The Tower Hamlets Trained band




This is my largest wargames unit: the Tower Hamlets Trained Band. Sixteen pikemen and thirty-two musketeers. I modelled this unit some years ago and chose the THTB for my first ECW unit as my first job in the City was actually in an office in Tower Hamlets (just!). The flags are from Body's Banners and the figures are all Renegade Miniatures.

I've actually used them in four games now but it is only as of this weekend, when I painted seven more, that they got up to their full strength of 48 figures; very old school!




Frankly, I think a pike block looks a bit weedy with less than 16 figures: the front rank still have tassets. There is a set of THTB pikeman's armour (with tassets) in the Royal Armouries.
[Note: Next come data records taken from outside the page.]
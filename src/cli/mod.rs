pub mod completions;
pub mod init;
pub mod pad;
pub mod preview;

use std::path::PathBuf;

use clap::{Args, Parser, Subcommand};

use crate::discovery::Manifest;
use crate::error::Result;
use crate::types::{Colour, PadConfig, PadOptions};

/// tpadder - Pad tile sheets with transparent gutters
#[derive(Parser, Debug)]
#[command(name = "tpadder")]
#[command(version, about, long_about = None)]
pub struct Cli {
    /// Print extra detail about each step
    #[arg(long, short, global = true)]
    pub verbose: bool,

    #[command(subcommand)]
    pub command: Commands,
}

#[derive(Subcommand, Debug)]
pub enum Commands {
    /// Pad tile sheets and optionally write highlighted variants
    Pad(pad::PadArgs),

    /// Render side-by-side previews of original, padded and highlighted sheets
    Preview(preview::PreviewArgs),

    /// Initialize a tpadder project (generates tpadder.yaml)
    Init(init::InitArgs),

    /// Generate shell completions
    Completions(completions::CompletionsArgs),
}

/// Pad settings shared by the commands that transform sheets.
///
/// Anything left unset falls back to the manifest, then to built-in defaults.
#[derive(Args, Debug, Clone, Default)]
pub struct SettingsArgs {
    /// Tile edge length in pixels [default: 16]
    #[arg(long, short = 'b')]
    pub block_size: Option<u32>,

    /// Gutter width in pixels [default: 2]
    #[arg(long, short = 'g')]
    pub gutter: Option<u32>,

    /// Also write the highlighted outline variant (<name>_Highlighted.png)
    #[arg(long)]
    pub highlight: bool,

    /// Highlight colour as hex (#RRGGBB, #RRGGBBAA) or a name [default: white]
    #[arg(long, short = 'c')]
    pub colour: Option<String>,

    /// Manifest to read defaults from [default: ./tpadder.yaml]
    #[arg(long)]
    pub config: Option<PathBuf>,
}

impl SettingsArgs {
    /// Merge flags over the manifest's settings.
    pub fn resolve(&self, manifest: &Manifest) -> Result<PadOptions> {
        let base = manifest.pad_options()?;

        let colour = match &self.colour {
            Some(s) => Colour::parse(s)?,
            None => base.colour,
        };

        let config = PadConfig::new(
            self.block_size.unwrap_or(base.config.block_size),
            self.gutter.unwrap_or(base.config.gutter),
        )?;

        Ok(PadOptions {
            config,
            colour,
            highlight: self.highlight || base.highlight,
        })
    }
}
Now there is, however, a fundamental flaw with my unit and that is that they are armed with normal matchlock muskets, whereas the THTB had firelocks. These they used to great effect at Cropredy Bridge (their only action) when they put lit matches on poles on the bridge for the Royalists to shoot at at night whilst they shot back from below the bridge with their firelocks. At the time I painted most of the unit you couldn't get figures with firelocks but now Bicorne do them so at some point I will replace all the musketeers with firelock men and use the musketeers as the basis of a new unit.

1644 Rules

I actually got along to the club last night for the first time since last April! We played an ECW game using 1644 rules by Wargames Foundry, which I haven't played before. They are by Rick Priestley and so some of it is familiar from Warhammer ECW but there are some differences; notably the fact that you need markers to show the status of the morale of units and also to show intention to do things like charge.
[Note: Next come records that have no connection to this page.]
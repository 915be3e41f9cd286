//! PNG input and output for tile sheets.
//!
//! Decoding insists on a per-pixel alpha channel; encoding always writes
//! PNG regardless of the file extension.

use std::path::{Path, PathBuf};

use image::{ImageFormat, RgbaImage};

use crate::error::{Result, TpError};

/// Suffix added to the file stem of the highlighted output.
pub const HIGHLIGHT_SUFFIX: &str = "_Highlighted";

/// Load a tile sheet as 8-bit RGBA.
///
/// Fails if the file is missing, cannot be decoded, or has no alpha channel.
pub fn load_raster(path: &Path) -> Result<RgbaImage> {
    if !path.exists() {
        return Err(TpError::Decode {
            path: path.to_path_buf(),
            message: "file not found".to_string(),
            help: None,
        });
    }

    let img = image::open(path).map_err(|e| TpError::Decode {
        path: path.to_path_buf(),
        message: e.to_string(),
        help: Some("Ensure it is a valid PNG file with transparency".to_string()),
    })?;

    if !img.color().has_alpha() {
        return Err(TpError::Decode {
            path: path.to_path_buf(),
            message: format!("image has no alpha channel ({:?})", img.color()),
            help: Some("Re-export the sheet as RGBA so gutters can be transparent".to_string()),
        });
    }

    Ok(img.to_rgba8())
}

/// Write a raster to `path` as PNG.
///
/// Parent directories are not created; a missing directory is an error.
pub fn write_png(raster: &RgbaImage, path: &Path) -> Result<()> {
    if raster.width() == 0 || raster.height() == 0 {
        return Err(TpError::Encode {
            path: path.to_path_buf(),
            message: format!(
                "cannot encode an empty {}x{} image",
                raster.width(),
                raster.height()
            ),
        });
    }

    raster
        .save_with_format(path, ImageFormat::Png)
        .map_err(|e| TpError::Encode {
            path: path.to_path_buf(),
            message: e.to_string(),
        })
}

/// Path of the highlighted output for a padded output at `path`.
///
/// `tiles.png` becomes `tiles_Highlighted.png`. A path with no extension
/// gets the suffix appended to its file name.
pub fn highlighted_path(path: &Path) -> PathBuf {
    let stem = path
        .file_stem()
        .map(|s| s.to_string_lossy().into_owned())
        .unwrap_or_default();

    let name = match path.extension() {
        Some(ext) => format!("{}{}.{}", stem, HIGHLIGHT_SUFFIX, ext.to_string_lossy()),
        None => format!("{}{}", stem, HIGHLIGHT_SUFFIX),
    };

    path.with_file_name(name)
}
Bicorne's ECW casualty pack


Personally, I don't like little signs on the wargames board so I might think about getting some wounded and dead figures to act as morale markers. Most of my figures are Renegade, with the rest being Bicorne. Bicorne do a nice casualty pack so I will pick this up and do some casulaties in the colours of my two completed regiments. The only problem we had with the rules was that we ran out of time. We played for about three hours but probably needed another hour to bring things to a conclusion. Part of this is the fact that foot only move four inches a move and cavalry eight and so take ages to come into contact. I didn't help by deploying behind a nice hedge and staying there, making Nick trudge across what seemed like miles of fields to get into contact.


Unlike WECW, casualties are small, with only one or two figures lost per unit for each round of firing or melee. Given that we had 36 man units, and loss of figures itself does not seem to trigger morale tests, the engagements turned into slogging matches. Actually, I quite like this and if we had been more familiar with the rules we would probably have gotten along faster. Other peculiarities we found were the ineffectiveness of cavalry against infantry. Because the infantry units were so much bigger they could just pound away at the cavalry and reduce their numbers move by move (or at least until they are hit in the flank by a charging unit of Dragoons, which was the fate of my cuirassiers.
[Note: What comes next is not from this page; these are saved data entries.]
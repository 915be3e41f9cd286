//! Loaded tile sheets and the current selection.
//!
//! A front end (the `preview` command, or any interactive viewer) keeps one
//! `Session`: every sheet it has opened, with its padded and highlighted
//! variants, plus which sheet is current. The transforms themselves stay
//! stateless; the session only caches their outputs.

use std::path::{Path, PathBuf};

use image::RgbaImage;

use crate::error::Result;
use crate::render::{highlighted_and_padded, highlighted_path, load_raster, pad, write_png};
use crate::types::{Colour, PadOptions};

/// A sheet with both derived variants.
#[derive(Debug, Clone)]
pub struct LoadedSheet {
    /// Display name (the file stem).
    pub name: String,
    pub path: PathBuf,
    pub original: RgbaImage,
    pub padded: RgbaImage,
    pub highlighted: RgbaImage,
}

/// Files written by [`Session::save_current`].
#[derive(Debug, Clone, PartialEq, Eq)]
pub struct SavedPaths {
    pub padded: PathBuf,
    pub highlighted: Option<PathBuf>,
}

/// Application state for browsing a set of tile sheets.
#[derive(Debug, Clone, Default)]
pub struct Session {
    sheets: Vec<LoadedSheet>,
    index: usize,
    options: PadOptions,
}

impl Session {
    pub fn new(options: PadOptions) -> Self {
        Self {
            sheets: Vec::new(),
            index: 0,
            options,
        }
    }

    pub fn options(&self) -> &PadOptions {
        &self.options
    }

    pub fn sheets(&self) -> &[LoadedSheet] {
        &self.sheets
    }

    pub fn len(&self) -> usize {
        self.sheets.len()
    }

    pub fn is_empty(&self) -> bool {
        self.sheets.is_empty()
    }

    /// Position of the current sheet, if any are loaded.
    pub fn index(&self) -> Option<usize> {
        (!self.sheets.is_empty()).then_some(self.index)
    }

    /// Decode a sheet, derive both variants and make it current.
    ///
    /// On error the session is left exactly as it was.
    pub fn load(&mut self, path: &Path) -> Result<&LoadedSheet> {
        let original = load_raster(path)?;
        let padded = pad(&original, &self.options.config)?;
        let highlighted =
            highlighted_and_padded(&original, self.options.colour, &self.options.config)?;

        let name = path
            .file_stem()
            .map(|s| s.to_string_lossy().into_owned())
            .unwrap_or_else(|| "sheet".to_string());

        self.sheets.push(LoadedSheet {
            name,
            path: path.to_path_buf(),
            original,
            padded,
            highlighted,
        });
        self.index = self.sheets.len() - 1;

        Ok(&self.sheets[self.index])
    }

    pub fn current(&self) -> Option<&LoadedSheet> {
        self.sheets.get(self.index)
    }

    /// Move to the next sheet, staying on the last one at the end.
    pub fn select_next(&mut self) -> Option<&LoadedSheet> {
        if self.index + 1 < self.sheets.len() {
            self.index += 1;
        }
        self.current()
    }

    /// Move to the previous sheet, staying on the first one at the start.
    pub fn select_previous(&mut self) -> Option<&LoadedSheet> {
        self.index = self.index.saturating_sub(1);
        self.current()
    }

    /// Change the highlight colour and rebuild every highlighted variant.
    pub fn set_highlight_colour(&mut self, colour: Colour) -> Result<()> {
        let config = self.options.config;
        for sheet in &mut self.sheets {
            sheet.highlighted = highlighted_and_padded(&sheet.original, colour, &config)?;
        }
        self.options.colour = colour;
        Ok(())
    }

    /// Save the current sheet's padded variant at exactly `path`, and the
    /// highlighted variant next to it when asked.
    ///
    /// Returns `Ok(None)` when nothing is loaded.
    pub fn save_current(&self, path: &Path, with_highlight: bool) -> Result<Option<SavedPaths>> {
        let Some(sheet) = self.current() else {
            return Ok(None);
        };

        write_png(&sheet.padded, path)?;

        let highlighted = if with_highlight {
            let target = highlighted_path(path);
            write_png(&sheet.highlighted, &target)?;
            Some(target)
        } else {
            None
        };

        Ok(Some(SavedPaths {
            padded: path.to_path_buf(),
            highlighted,
        }))
    }
}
Sir Arthur Hesilrige's Cuirassiers: destroyed by some motley Dragoons. It's enough to make you jump off a cliff


Cavalry, to be effective against infantry needs to have a wide frontage and get another unit to pile in in support. The other issue was that we had quite a lot of units on the table. For Parliament, Adrian and I had seven Infantry units and four cavalry units, plus four light guns. We are going to have another go in a few weeks, which would be good. In the meantime, I might fight a few test skirmishes against my little boy to get a feel for the best size for units etc. This is important as having more figures firing makes such a small difference to the hits you might have that it may be best, for example, to have three smaller units that one big one. It was nice to play a game again and has got me keen on ECW once more, so I might try to paint another unit of cavalry in the next few months.